Depends on your jmeter testing, if you are doing from a single box, your IO is limited. You cant imitate lets say 10K users with jmeter in single box. You can do small tests with one box. If you use multiple jmeter boxes that s another story.
Also, how about the cookies, do you store cookies while load testing your app? that does make a difference
A virtual user is an automatic emulation of a real users browser and http requests.
Thus the virtual users is designed to simulate a real user. It is also possible to configure virtual users to run through what we think a real users would do, but without all the delay between getting a page and submitting a new one.
This allows us to simulate a much higher load on our server.

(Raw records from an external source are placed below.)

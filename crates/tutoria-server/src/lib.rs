//! # tutoria-server
//!
//! Axum HTTP + `WebSocket` server for tutoring sessions.
//!
//! - `WebSocket` gateway: admission, heartbeat, ordered message dispatch
//! - Dialogue synchronization with background tutor answers
//! - Sandbox control and the reverse proxy in front of running workers
//! - Startup reconciliation of stored session state

#![deny(unsafe_code)]

pub mod connection;
pub mod control;
pub mod error;
pub mod gateway;
pub mod heartbeat;
pub mod i18n;
pub mod log_sink;
pub mod proxy;
pub mod publish;
pub mod reconcile;
pub mod registry;
pub mod server;
pub mod sync;
pub mod tasks;

pub use error::SessionError;
pub use gateway::Gateway;
pub use reconcile::reconcile_sessions;
pub use server::{build_router, start, AppState, ServerConfig, ServerHandle};
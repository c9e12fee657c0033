pub mod database;
pub mod error;
pub mod memory;
pub mod schema;
pub mod sessions;
pub mod store;

pub use database::Database;
pub use error::StoreError;
pub use memory::MemorySessionStore;
pub use store::{SessionStore, SqliteSessionStore};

The real key differences between virtual user simulations and real users is are the network between the server and thier device as well as the actual actions a real user performs on the website.
I am looking to load test a consumer website. I have tried using JMeter. However, in that case, all the requests originate from one machine. What I really want is to simulate real users across the country some on low speed dialup connections and others on highspeed.

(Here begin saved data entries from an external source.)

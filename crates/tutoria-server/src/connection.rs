//! One session socket: a writer draining its send queue, a reader with the
//! keepalive ticker, and a dispatcher that applies inbound messages in order.

use std::sync::Arc;
use std::time::Duration;

use axum::extract::ws::{close_code, CloseFrame, Message, WebSocket};
use futures::stream::SplitSink;
use futures::{SinkExt, StreamExt};
use metrics::counter;
use tokio::sync::mpsc;
use tokio::time::MissedTickBehavior;
use tokio_util::sync::CancellationToken;
use tracing::{debug, info, warn};

use tutoria_core::{ClientMessage, ConnectionId, ControlRequest, ServerMessage};
use tutoria_telemetry::metrics::{WS_DISCONNECTIONS_TOTAL, WS_PING_TIMEOUTS_TOTAL, WS_REJECTIONS_TOTAL};

use crate::error::SessionError;
use crate::gateway::{Admission, Gateway, Inbound};
use crate::heartbeat::{Beat, Heartbeat};
use crate::registry::Outbound;
use crate::tasks::ConnectionTasks;

const INBOUND_QUEUE: usize = 64;
const WRITER_DRAIN: Duration = Duration::from_secs(1);

/// Run a session socket from upgrade to teardown.
pub async fn serve_socket(mut socket: WebSocket, gateway: Arc<Gateway>, code: String, identity: String) {
    let Admission { id, outbound, .. } = match gateway.admit(&code, &identity).await {
        Ok(admission) => admission,
        Err(e) => {
            reject(&mut socket, &e).await;
            return;
        }
    };

    let (ws_tx, mut ws_rx) = socket.split();
    let mut writer = tokio::spawn(write_frames(ws_tx, outbound));
    let tasks = ConnectionTasks::new();
    let (inbound_tx, inbound_rx) = mpsc::channel(INBOUND_QUEUE);
    {
        let gateway = Arc::clone(&gateway);
        let code = code.clone();
        let id = id.clone();
        let dispatch_tasks = tasks.clone();
        tasks.spawn(move |cancel| {
            dispatch_loop(gateway, code, identity, id, inbound_rx, dispatch_tasks, cancel)
        });
    }

    let registry = Arc::clone(gateway.registry());
    let mut heartbeat = Heartbeat::new();
    let mut ticker = tokio::time::interval(gateway.keepalive().ping_interval());
    ticker.set_missed_tick_behavior(MissedTickBehavior::Delay);
    ticker.tick().await;

    let mut writer_done = false;
    let reason = loop {
        tokio::select! {
            _ = ticker.tick() => match heartbeat.on_tick() {
                Beat::SendPing => {
                    registry.send_to(&id, Outbound::Text(ServerMessage::ping().to_text()));
                }
                Beat::Terminate => {
                    counter!(WS_PING_TIMEOUTS_TOTAL).increment(1);
                    warn!(connection = %id, "ping timeout");
                    break "ping_timeout";
                }
                Beat::Idle => {}
            },
            frame = ws_rx.next() => match frame {
                Some(Ok(Message::Text(text))) => {
                    let forward = match ClientMessage::parse(text.as_str()) {
                        Ok(ClientMessage::Control { request }) => match request {
                            ControlRequest::Ping => {
                                registry.send_to(&id, Outbound::Text(ServerMessage::pong().to_text()));
                                None
                            }
                            ControlRequest::Pong => heartbeat.on_pong().then_some(Inbound::Pong),
                            ControlRequest::Open => Some(Inbound::Open),
                            ControlRequest::Stop => Some(Inbound::Stop),
                        },
                        Ok(ClientMessage::Document(record)) => Some(Inbound::Document(record)),
                        Err(e) => {
                            debug!(connection = %id, error = %e, "unparseable message");
                            registry.send_to(&id, Outbound::Text(ServerMessage::generic_error().to_text()));
                            None
                        }
                    };
                    if let Some(message) = forward {
                        if inbound_tx.send(message).await.is_err() {
                            break "dispatcher_stopped";
                        }
                    }
                }
                Some(Ok(Message::Pong(_))) => {
                    if heartbeat.on_pong() && inbound_tx.send(Inbound::Pong).await.is_err() {
                        break "dispatcher_stopped";
                    }
                }
                Some(Ok(Message::Close(_))) | None => break "closed",
                Some(Ok(_)) => {}
                Some(Err(e)) => {
                    debug!(connection = %id, error = %e, "socket error");
                    break "socket_error";
                }
            },
            _ = &mut writer => {
                writer_done = true;
                break "writer_closed";
            }
        }
    };

    counter!(WS_DISCONNECTIONS_TOTAL, "reason" => reason).increment(1);
    drop(inbound_tx);
    registry.unregister(&id);
    if heartbeat.is_terminated() {
        writer.abort();
    }

    let grace = gateway.keepalive().teardown_grace();
    if !tasks.shutdown(grace).await {
        info!(connection = %id, "connection tasks cancelled at teardown");
    }
    if let Err(e) = gateway.disconnect(&code, &id).await {
        warn!(connection = %id, error = %e, "disconnect bookkeeping failed");
    }
    if !writer_done && tokio::time::timeout(WRITER_DRAIN, &mut writer).await.is_err() {
        writer.abort();
    }
}

async fn dispatch_loop(
    gateway: Arc<Gateway>,
    code: String,
    identity: String,
    id: ConnectionId,
    mut inbound: mpsc::Receiver<Inbound>,
    tasks: ConnectionTasks,
    cancel: CancellationToken,
) {
    loop {
        let message = tokio::select! {
            () = cancel.cancelled() => break,
            message = inbound.recv() => match message {
                Some(message) => message,
                None => break,
            },
        };
        if let Err(e) = gateway.dispatch(&code, &identity, message, &tasks).await {
            if gateway.report(&id, &e) {
                info!(connection = %id, error = %e, "closing connection");
                break;
            }
            warn!(connection = %id, error = %e, "message handling failed");
        }
    }
}

async fn write_frames(mut sink: SplitSink<WebSocket, Message>, mut outbound: mpsc::Receiver<Outbound>) {
    while let Some(frame) = outbound.recv().await {
        let sent = match frame {
            Outbound::Text(text) => sink.send(Message::Text(text.into())).await,
            Outbound::Close(reason) => {
                let _ = sink.send(close_frame(reason)).await;
                break;
            }
        };
        if sent.is_err() {
            break;
        }
    }
}

async fn reject(socket: &mut WebSocket, err: &SessionError) {
    let reason = err
        .close_reason()
        .map(|r| r.to_string())
        .unwrap_or_else(|| ServerMessage::GENERIC_ERROR.to_string());
    counter!(WS_REJECTIONS_TOTAL, "reason" => reason.clone()).increment(1);
    info!(error = %err, "connection rejected");
    let _ = socket
        .send(Message::Text(err.client_message().to_text().into()))
        .await;
    let _ = socket.send(close_frame(reason)).await;
}

fn close_frame(reason: String) -> Message {
    Message::Close(Some(CloseFrame {
        code: close_code::POLICY,
        reason: reason.into(),
    }))
}
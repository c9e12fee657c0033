use std::collections::BTreeMap;
use std::sync::atomic::{AtomicUsize, Ordering};

use async_trait::async_trait;
use parking_lot::Mutex;

use tutoria_core::SessionRecord;

use crate::error::StoreError;
use crate::store::SessionStore;

/// Process-local store for `--in-memory` runs and tests.
#[derive(Default)]
pub struct MemorySessionStore {
    records: Mutex<BTreeMap<String, SessionRecord>>,
    writes: AtomicUsize,
}

impl MemorySessionStore {
    pub fn new() -> Self {
        Self::default()
    }

    pub fn with_records(records: impl IntoIterator<Item = SessionRecord>) -> Self {
        let store = Self::new();
        {
            let mut map = store.records.lock();
            for rec in records {
                map.insert(rec.code.clone(), rec);
            }
        }
        store
    }

    /// Number of `set` calls so far.
    pub fn write_count(&self) -> usize {
        self.writes.load(Ordering::Relaxed)
    }

    /// Synchronous read, for assertions.
    pub fn snapshot(&self, code: &str) -> Option<SessionRecord> {
        self.records.lock().get(code).cloned()
    }
}

#[async_trait]
impl SessionStore for MemorySessionStore {
    async fn get(&self, code: &str) -> Result<Option<SessionRecord>, StoreError> {
        Ok(self.records.lock().get(code).cloned())
    }

    async fn set(&self, code: &str, record: &SessionRecord) -> Result<(), StoreError> {
        self.records.lock().insert(code.to_owned(), record.clone());
        self.writes.fetch_add(1, Ordering::Relaxed);
        Ok(())
    }

    async fn list(&self) -> Result<Vec<SessionRecord>, StoreError> {
        Ok(self.records.lock().values().cloned().collect())
    }

    async fn insert_new(&self, record: &SessionRecord) -> Result<(), StoreError> {
        let mut map = self.records.lock();
        if map.contains_key(&record.code) {
            return Err(StoreError::Conflict(format!("session {}", record.code)));
        }
        map.insert(record.code.clone(), record.clone());
        Ok(())
    }
}
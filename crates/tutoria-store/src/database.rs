use std::path::{Path, PathBuf};
use std::sync::Arc;

use parking_lot::Mutex;
use rusqlite::Connection;
use tracing::info;

use crate::error::StoreError;
use crate::schema;

/// Shared SQLite connection. Callers on the async side go through
/// `spawn_blocking`; see [`crate::SqliteSessionStore`].
#[derive(Clone)]
pub struct Database {
    conn: Arc<Mutex<Connection>>,
    path: PathBuf,
}

impl Database {
    /// Open or create a database file, creating parent directories.
    pub fn open(path: &Path) -> Result<Self, StoreError> {
        if let Some(parent) = path.parent() {
            std::fs::create_dir_all(parent)
                .map_err(|e| StoreError::Io(format!("create dir: {e}")))?;
        }
        let conn = Connection::open(path)?;
        let db = Self::init(conn, path.to_owned())?;
        info!(path = %path.display(), "database opened");
        Ok(db)
    }

    /// In-memory database, used by tests.
    pub fn in_memory() -> Result<Self, StoreError> {
        Self::init(Connection::open_in_memory()?, PathBuf::from(":memory:"))
    }

    fn init(conn: Connection, path: PathBuf) -> Result<Self, StoreError> {
        conn.execute_batch(schema::PRAGMAS)
            .map_err(|e| StoreError::Database(format!("pragmas: {e}")))?;
        conn.execute_batch(schema::CREATE_TABLES)
            .map_err(|e| StoreError::Database(format!("schema: {e}")))?;

        let version: Option<u32> = conn
            .query_row("SELECT version FROM schema_version LIMIT 1", [], |row| row.get(0))
            .ok();
        match version {
            None => {
                conn.execute(
                    "INSERT INTO schema_version (version) VALUES (?1)",
                    [schema::SCHEMA_VERSION],
                )
                .map_err(|e| StoreError::Database(format!("schema version: {e}")))?;
            }
            Some(v) if v > schema::SCHEMA_VERSION => {
                return Err(StoreError::Database(format!(
                    "database schema {v} is newer than supported {}",
                    schema::SCHEMA_VERSION
                )));
            }
            Some(_) => {}
        }

        Ok(Self {
            conn: Arc::new(Mutex::new(conn)),
            path,
        })
    }

    /// Run `f` with the connection locked.
    pub fn with_conn<F, T>(&self, f: F) -> Result<T, StoreError>
    where
        F: FnOnce(&Connection) -> Result<T, StoreError>,
    {
        let conn = self.conn.lock();
        f(&conn)
    }

    pub fn path(&self) -> &Path {
        &self.path
    }
}
use std::collections::HashSet;
use std::net::{IpAddr, SocketAddr};
use std::ops::RangeInclusive;
use std::sync::Arc;

use parking_lot::Mutex;
use rand::Rng;
use tokio::net::TcpListener;
use tracing::{debug, warn};

use crate::error::SandboxError;

/// Hands out ports from a fixed range shared by every worker on the host.
///
/// A candidate is reserved locally, checked with a throwaway bind, then bound
/// for real. Losing the race to another process between check and bind just
/// moves on to the next candidate.
pub struct PortAllocator {
    host: IpAddr,
    range: RangeInclusive<u16>,
    attempts: u32,
    reserved: Mutex<HashSet<u16>>,
}

/// A reserved port. The reservation is released on drop.
pub struct PortLease {
    port: u16,
    allocator: Arc<PortAllocator>,
}

impl PortLease {
    pub fn port(&self) -> u16 {
        self.port
    }
}

impl Drop for PortLease {
    fn drop(&mut self) {
        self.allocator.reserved.lock().remove(&self.port);
        debug!(port = self.port, "port released");
    }
}

impl std::fmt::Debug for PortLease {
    fn fmt(&self, f: &mut std::fmt::Formatter<'_>) -> std::fmt::Result {
        f.debug_struct("PortLease").field("port", &self.port).finish()
    }
}

impl PortAllocator {
    /// A reversed range is taken end to start.
    pub fn new(host: IpAddr, range: RangeInclusive<u16>, attempts: u32) -> Arc<Self> {
        let (first, last) = range.into_inner();
        Arc::new(Self {
            host,
            range: first.min(last)..=first.max(last),
            attempts: attempts.max(1),
            reserved: Mutex::new(HashSet::new()),
        })
    }

    pub fn host(&self) -> IpAddr {
        self.host
    }

    pub fn reserved_count(&self) -> usize {
        self.reserved.lock().len()
    }

    /// Reserve and bind a port.
    pub async fn acquire(self: &Arc<Self>) -> Result<(PortLease, TcpListener), SandboxError> {
        let mut tried = HashSet::new();
        for attempt in 1..=self.attempts {
            let Some(port) = self.reserve_candidate(&tried) else {
                break;
            };
            tried.insert(port);
            let lease = PortLease {
                port,
                allocator: Arc::clone(self),
            };
            let addr = SocketAddr::new(self.host, port);

            match TcpListener::bind(addr).await {
                Ok(throwaway) => drop(throwaway),
                Err(_) => {
                    debug!(port, attempt, "port busy");
                    continue;
                }
            }

            match TcpListener::bind(addr).await {
                Ok(listener) => {
                    debug!(port, attempt, "port acquired");
                    return Ok((lease, listener));
                }
                Err(e) => {
                    warn!(port, attempt, error = %e, "lost bind race, retrying");
                }
            }
        }
        Err(SandboxError::NoFreePort {
            attempts: self.attempts,
        })
    }

    /// Reserve a port that is neither reserved nor already tried, scanning the
    /// range from a random offset.
    fn reserve_candidate(&self, tried: &HashSet<u16>) -> Option<u16> {
        let start = *self.range.start();
        let len = u32::from(*self.range.end() - start) + 1;
        let offset = rand::thread_rng().gen_range(0..len);
        let mut reserved = self.reserved.lock();
        for step in 0..len {
            let port = start + ((offset + step) % len) as u16;
            if !reserved.contains(&port) && !tried.contains(&port) {
                reserved.insert(port);
                return Some(port);
            }
        }
        None
    }
}

#[cfg(test)]
mod tests {
    use super::*;
    use std::net::Ipv4Addr;

    const LOCALHOST: IpAddr = IpAddr::V4(Ipv4Addr::LOCALHOST);

    fn os_port() -> (std::net::TcpListener, u16) {
        let listener = std::net::TcpListener::bind((LOCALHOST, 0)).unwrap();
        let port = listener.local_addr().unwrap().port();
        (listener, port)
    }

    #[tokio::test]
    async fn acquires_within_range_and_releases_on_drop() {
        let allocator = PortAllocator::new(LOCALHOST, 47100..=47199, 20);
        let (lease, listener) = allocator.acquire().await.unwrap();
        assert!((47100..=47199).contains(&lease.port()));
        assert_eq!(listener.local_addr().unwrap().port(), lease.port());
        assert_eq!(allocator.reserved_count(), 1);

        drop(listener);
        drop(lease);
        assert_eq!(allocator.reserved_count(), 0);
    }

    #[tokio::test]
    async fn concurrent_leases_never_share_a_port() {
        let allocator = PortAllocator::new(LOCALHOST, 47200..=47299, 20);
        let (a, _la) = allocator.acquire().await.unwrap();
        let (b, _lb) = allocator.acquire().await.unwrap();
        assert_ne!(a.port(), b.port());
        assert_eq!(allocator.reserved_count(), 2);
    }

    #[tokio::test]
    async fn occupied_range_reports_no_free_port() {
        let (_held, port) = os_port();
        let allocator = PortAllocator::new(LOCALHOST, port..=port, 5);
        let err = allocator.acquire().await.unwrap_err();
        assert!(matches!(err, SandboxError::NoFreePort { attempts: 5 }));
        assert_eq!(allocator.reserved_count(), 0);
    }

    #[tokio::test]
    async fn reserved_port_is_skipped() {
        let allocator = PortAllocator::new(LOCALHOST, 47300..=47300, 3);
        let (_lease, _listener) = allocator.acquire().await.unwrap();
        assert!(matches!(
            allocator.acquire().await,
            Err(SandboxError::NoFreePort { .. })
        ));
    }

    #[tokio::test]
    async fn reversed_range_is_normalized() {
        let allocator = PortAllocator::new(LOCALHOST, 47350..=47340, 5);
        let (lease, _listener) = allocator.acquire().await.unwrap();
        assert!((47340..=47350).contains(&lease.port()));

        let single = PortAllocator::new(LOCALHOST, 47360..=47360, 1);
        assert_eq!(single.range, 47360..=47360);
    }

    #[tokio::test]
    async fn busy_port_falls_through_to_next() {
        let (_held, port) = os_port();
        let Some(next) = port.checked_add(1) else {
            return;
        };
        let allocator = PortAllocator::new(LOCALHOST, port..=next, 5);
        match allocator.acquire().await {
            Ok((lease, _listener)) => assert_eq!(lease.port(), next),
            // the neighbour happened to be taken by someone else
            Err(e) => assert!(matches!(e, SandboxError::NoFreePort { .. })),
        }
    }
}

What are the best practices to follow in such a scenario?
JMeter supports distributed testing - so if you're already comfortable with it as a tool, you can use it to power these distributed requests from an arbitrary number of machines, too.
Note that all machines run the exact same test plan, so either your plan should have some random selection of fast/slow environments, or you may be able to select which profile to use based on some system properties.
You might want to consider using a 3rd party service such as Load Impact.
You've expressed two different but related concerns - traffic coming from a single machine and simulating various end-user network speeds.
Why is the first one a concern for your testing? Unless you have a load balancer that uses the IP address as part of its load-distributing algorithm, the vast majority of servers (and application platforms) don't care that all the traffic is coming from a single machine (or IP address). Note also that you can configure the OS of your load generator for multiple IP addresses and the better load-testing tools will make use of those IP addresses so that traffic comes from all of them.
For the simulation of end-user network speeds, again, the better load-testing tools will do this for you. That can give you a pretty good feel for how the bandwidth will affect the page load time, without actually using distributed load generation. But tools frequently do not account for latency. That is where there is no substitute for distributing your load generation.
You can do distributed testing with JMeter, though it can be a bit cumbersome. How many locations do you need? Without knowing more about what you need, my first suggestion would be to choose a tool that has features designed specifically to do what you need. I will pimp our product, Web Performance Load Tester, but there are certainly other options. Load Tester can emulate various end-user connection speeds and has built-in support for generating load from Amazon EC2 (US east and west coast and Dublin, IR...support for Asia coming soon). Once you set up an EC2 account, you can be running your first test from the cloud in 10 minutes.
What can be the various performance testing scenarios to be considered for a website with huge traffic? Is there any way to identify the elements of the code which are adversely affecting the site performance?
Please provide something similar to checklist of generalised scenarios to be tested to ensure proper performance testing.
It would be good to start with some load testing tools like JMeter or PushToTest and start running it against your web application. JMeter simulates HTTP traffic and loads the server that way. You can do that as well as load test AJAX parts of your application with PushToTest because it can use Selenium Scripts.
If you don't have the resources (computers to run load tests) you can always use a service like BrowserMob to run the scripts against a web accessible server.
It sounds like you need more of a test plan than a suggestion of tools to use. In performance testing, it is best to look at the users of the application -
How many will use the application on a light day? How many will use the app on a heavy day?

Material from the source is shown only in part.